Sexism and gender equality are hot topics in business, the media and politics, and women’s empowerment is widely recognised as critical to international development. So why don’t we hear more environmentalists talking about it?
As part of its Big Ideas Change The World project, Friends of the Earth asked whether women’s empowerment could put us on a faster track to sustainability. We gathered evidence and arguments from more than 30 prominent women, including Juliet Davenport of Good Energy, ecofeminist Vandana Shiva and Somali activist Fatima Jibrell. The results have been published in Why women will save the planet which clearly shows that we can’t achieve environmental goals without gender equality, and vice versa.
Women as agents of change
“The twenty-first century challenge is not the technical question of sustainability but the human one,” says Fiona Reynolds, chair of Green Alliance and a contributor to the book.
It’s not that women are closer to nature and have all the answers (despite the book title). It’s because, to achieve green goals, we need to shift society towards different values and ambitions. We measure success in terms of GDP, net profit and growth, and so the unpaid work of women in homes and communities, and the ‘free’ ecosystem services provided by nature, become almost invisible. Treated as economic externalities, they are taken for granted, undervalued and often exploited, yet, in reality, they are fundamental to our well-being, society and economy.
Women and girls around the world are still held back from participating fully, by discrimination, injustice and violence. They are also disproportionately affected by the impacts of climate change and environmental degradation. When supplies of clean water, food and fuel become harder to find, the daily task of collecting them – which is still overwhelmingly done by women – takes more and more time and effort. Women are likely to spend more time in the home than men, and to be responsible for children and other family members, leaving them more exposed to pollution, poor housing, disease and extreme weather events.
As the climate movement’s slogan goes: to change everything, we need everyone.
Women’s empowerment in the environmental sphere is a question of fairness but also effectiveness. As the climate movement’s slogan goes: to change everything, we need everyone. In the book, Wangari Maathai’s daughter Wanjira shows how the Green Belt Movement in Kenya has empowered women as community leaders in planting millions of trees and using energy efficient stoves and solar lights.

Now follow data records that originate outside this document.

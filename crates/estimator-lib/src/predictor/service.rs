//! Price estimation service
//!
//! Ties the encoder, the pipeline and the decoder together behind the single
//! function the front end calls. The service is stateless between calls:
//! option domains and the pipeline are shared read-only, and a failed call
//! is reported once and never retried.

use super::{FeatureEncoder, PriceDecoder, Predictor};
use crate::domains::OptionDomains;
use crate::error::{ErrorKind, EstimateError};
use crate::models::{CanonicalFeatureRecord, EstimateResponse, PriceEstimate, RawSpecInput};
use crate::observability::EstimatorMetrics;
use serde::{Deserialize, Serialize};
use std::sync::Arc;
use std::time::Instant;
use tracing::{debug, warn};

/// Message returned in place of pipeline detail when detail is redacted
pub const REDACTED_INFERENCE_MESSAGE: &str = "The system could not produce an estimate";

/// How much pipeline failure detail reaches the caller
#[derive(Debug, Clone, Copy, Default, PartialEq, Eq, Serialize, Deserialize)]
#[serde(rename_all = "lowercase")]
pub enum ErrorDetail {
    /// Return the underlying pipeline message
    #[default]
    Verbatim,
    /// Return a fixed message and only log the detail
    Redacted,
}

/// Configuration for the estimation service
#[derive(Debug, Clone, Default)]
pub struct EstimatorConfig {
    pub error_detail: ErrorDetail,
}

/// Successful estimate with the PPI fallback flag
#[derive(Debug, Clone, Copy, PartialEq)]
pub struct Estimate {
    pub price: PriceEstimate,
    pub ppi_defaulted: bool,
}

/// Encode → invoke → decode for one specification at a time
pub struct PriceEstimator {
    encoder: FeatureEncoder,
    predictor: Arc<dyn Predictor>,
    decoder: PriceDecoder,
    config: EstimatorConfig,
    metrics: EstimatorMetrics,
}

impl PriceEstimator {
    pub fn new(
        domains: Arc<OptionDomains>,
        predictor: Arc<dyn Predictor>,
        config: EstimatorConfig,
    ) -> Self {
        let metrics = EstimatorMetrics::new();
        metrics.set_model_version(predictor.model_version());
        Self {
            encoder: FeatureEncoder::new(domains),
            predictor,
            decoder: PriceDecoder::new(),
            config,
            metrics,
        }
    }

    pub fn encoder(&self) -> &FeatureEncoder {
        &self.encoder
    }

    pub fn domains(&self) -> &OptionDomains {
        self.encoder.domains()
    }

    pub fn model_version(&self) -> &str {
        self.predictor.model_version()
    }

    /// Run the pipeline on an encoded record and decode its output.
    ///
    /// Any pipeline error is converted into `EstimateError::Inference`
    /// carrying the underlying message.
    pub fn predict(&self, record: &CanonicalFeatureRecord) -> Result<PriceEstimate, EstimateError> {
        let start = Instant::now();
        let outcome = self.predictor.predict(record);
        self.metrics
            .observe_inference_latency(start.elapsed().as_secs_f64());

        let log_price = outcome.map_err(|e| EstimateError::inference(format!("{:#}", e)))?;
        self.decoder.decode(log_price)
    }

    /// Encode and predict, returning the typed result
    pub fn estimate(&self, raw: &RawSpecInput) -> Result<Estimate, EstimateError> {
        let encoded = self.encoder.encode(raw)?;
        let price = self.predict(&encoded.record)?;
        Ok(Estimate {
            price,
            ppi_defaulted: encoded.ppi_defaulted,
        })
    }

    /// Caller-facing estimate: every outcome becomes a structured response
    pub fn estimate_price(&self, raw: &RawSpecInput) -> EstimateResponse {
        match self.estimate(raw) {
            Ok(estimate) => {
                self.metrics.inc_estimates_served();
                if estimate.ppi_defaulted {
                    self.metrics.inc_ppi_defaults();
                }
                debug!(
                    company = %raw.company,
                    type_name = %raw.type_name,
                    price = estimate.price.value,
                    ppi_defaulted = estimate.ppi_defaulted,
                    "Estimate produced"
                );
                EstimateResponse::success(estimate.price.value, estimate.ppi_defaulted)
            }
            Err(err) => {
                let kind = err.kind();
                match kind {
                    ErrorKind::DomainError => self.metrics.inc_domain_errors(),
                    ErrorKind::InferenceError => self.metrics.inc_inference_errors(),
                }
                warn!(error_kind = kind.as_str(), error = %err, "Estimate failed");
                EstimateResponse::failure(kind, self.caller_message(&err))
            }
        }
    }

    fn caller_message(&self, err: &EstimateError) -> String {
        match (err, self.config.error_detail) {
            (EstimateError::Inference(_), ErrorDetail::Redacted) => {
                REDACTED_INFERENCE_MESSAGE.to_string()
            }
            _ => err.to_string(),
        }
    }
}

Involving women more equally in decision making will help to highlight different priorities, introduce new approaches and alternative solutions. It can help to change the nature of the debate, broadening the focus to other values, not just profit and power. This applies from households to FTSE 100 companies. Emma Howard Boyd, acting chair of the Environment Agency, sets out evidence in the book that: “Businesses with more women on their board of directors are more likely to: manage and improve their energy efficiency; measure and reduce their carbon emissions; reduce their packaging impacts; and invest in renewable power. […]Those companies which ‘get’ this [gender] issue also tend to be more forward-looking on other aspects of good governance, including sustainability.”

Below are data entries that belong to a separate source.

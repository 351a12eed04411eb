//! Output formatting utilities

use clap::ValueEnum;
use colored::Colorize;
use serde::Serialize;
use tabled::{settings::Style, Table, Tabled};

/// Output format for CLI commands
#[derive(Debug, Clone, Copy, Default, ValueEnum)]
pub enum OutputFormat {
    /// Table format (default)
    #[default]
    Table,
    /// JSON format
    Json,
}

/// Print rows as a rounded table
pub fn print_table<T: Tabled>(rows: Vec<T>) {
    if rows.is_empty() {
        println!("{}", "No items found".yellow());
        return;
    }
    let table = Table::new(rows).with(Style::rounded()).to_string();
    println!("{}", table);
}

/// Print any response as pretty JSON
pub fn print_json<T: Serialize>(value: &T) -> anyhow::Result<()> {
    println!("{}", serde_json::to_string_pretty(value)?);
    Ok(())
}

/// Print a success message
pub fn print_success(message: &str) {
    println!("{} {}", "✓".green().bold(), message);
}

/// Print a warning message
pub fn print_warning(message: &str) {
    println!("{} {}", "⚠".yellow().bold(), message);
}

/// Format a price as symbol, thousands-separated whole part and two decimals
pub fn format_currency(amount: f64, symbol: &str) -> String {
    let formatted = format!("{:.2}", amount.abs());
    let (whole, fraction) = formatted
        .split_once('.')
        .unwrap_or((formatted.as_str(), "00"));
    let sign = if amount < 0.0 && formatted != "0.00" { "-" } else { "" };

    format!("{}{}{}.{}", sign, symbol, group_thousands(whole), fraction)
}

fn group_thousands(digits: &str) -> String {
    let mut grouped = String::with_capacity(digits.len() + digits.len() / 3);
    for (i, ch) in digits.chars().enumerate() {
        if i > 0 && (digits.len() - i) % 3 == 0 {
            grouped.push(',');
        }
        grouped.push(ch);
    }
    grouped
}

/// Render a yes/no flag
pub fn format_flag(value: bool) -> &'static str {
    if value {
        "Yes"
    } else {
        "No"
    }
}

/// Color status based on value
pub fn color_status(status: &str) -> String {
    match status.to_lowercase().as_str() {
        "healthy" | "ready" => status.green().to_string(),
        "degraded" => status.yellow().to_string(),
        "unhealthy" | "not ready" => status.red().to_string(),
        _ => status.to_string(),
    }
}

In education, more girls studying science and technology will help to achieve more sustainable environmental solutions in key sectors. Geographer Susan Buckingham writes: “Nowhere is decision making more male dominated than in the industries which crucially affect our environment: architecture, transport, energy, water and waste management.”
Starting in our own backyard
This all applies equally in the environmental movement which has been largely blind in the past to gender issues. Friends of the Earth’s CEO, Craig Bennett, has recently committed to mainstream gender equality throughout the organisation’s work, but what will this mean in practice?

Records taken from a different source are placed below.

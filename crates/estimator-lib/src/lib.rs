//! Core library for laptop price estimation
//!
//! This crate provides:
//! - Option domains for the enumerated specification fields
//! - Feature encoding into the pipeline's training schema
//! - Pipeline inference and price decoding
//! - Health checks and observability

pub mod domains;
pub mod error;
pub mod health;
pub mod models;
pub mod observability;
pub mod predictor;

pub use domains::{NumericRange, OptionDomains};
pub use error::{ErrorKind, EstimateError, StartupError};
pub use health::{
    ComponentHealth, ComponentStatus, HealthRegistry, HealthResponse, ReadinessResponse,
};
pub use models::*;
pub use observability::{EstimatorMetrics, StructuredLogger};
pub use predictor::{
    ErrorDetail, EstimatorConfig, OnnxPipeline, PriceEstimator, Predictor,
};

An obvious starting point is making sure that equality is embedded in the organisation’s employment practices, and demonstrated at board and senior management levels in particular. Yet it’s also about integrating gender analysis into Friends of the Earth’s strategy and planning, thinking about the issues it chooses to work on, and changing the way it makes decisions and runs meetings.
More visible role models in the media will encourage people from diverse backgrounds to get involved and play their part. The environment sector needs to re-examine the language it uses and how it engages with its audiences, and look at the impacts of its work through a gender lens.
Finally, it means working more closely with the women’s movement and others working for social justice. We can learn so much from other practitioners, academics and campaigners who have understood for decades that, to have any chance of success, we must be fair, inclusive and equitable, as well as green.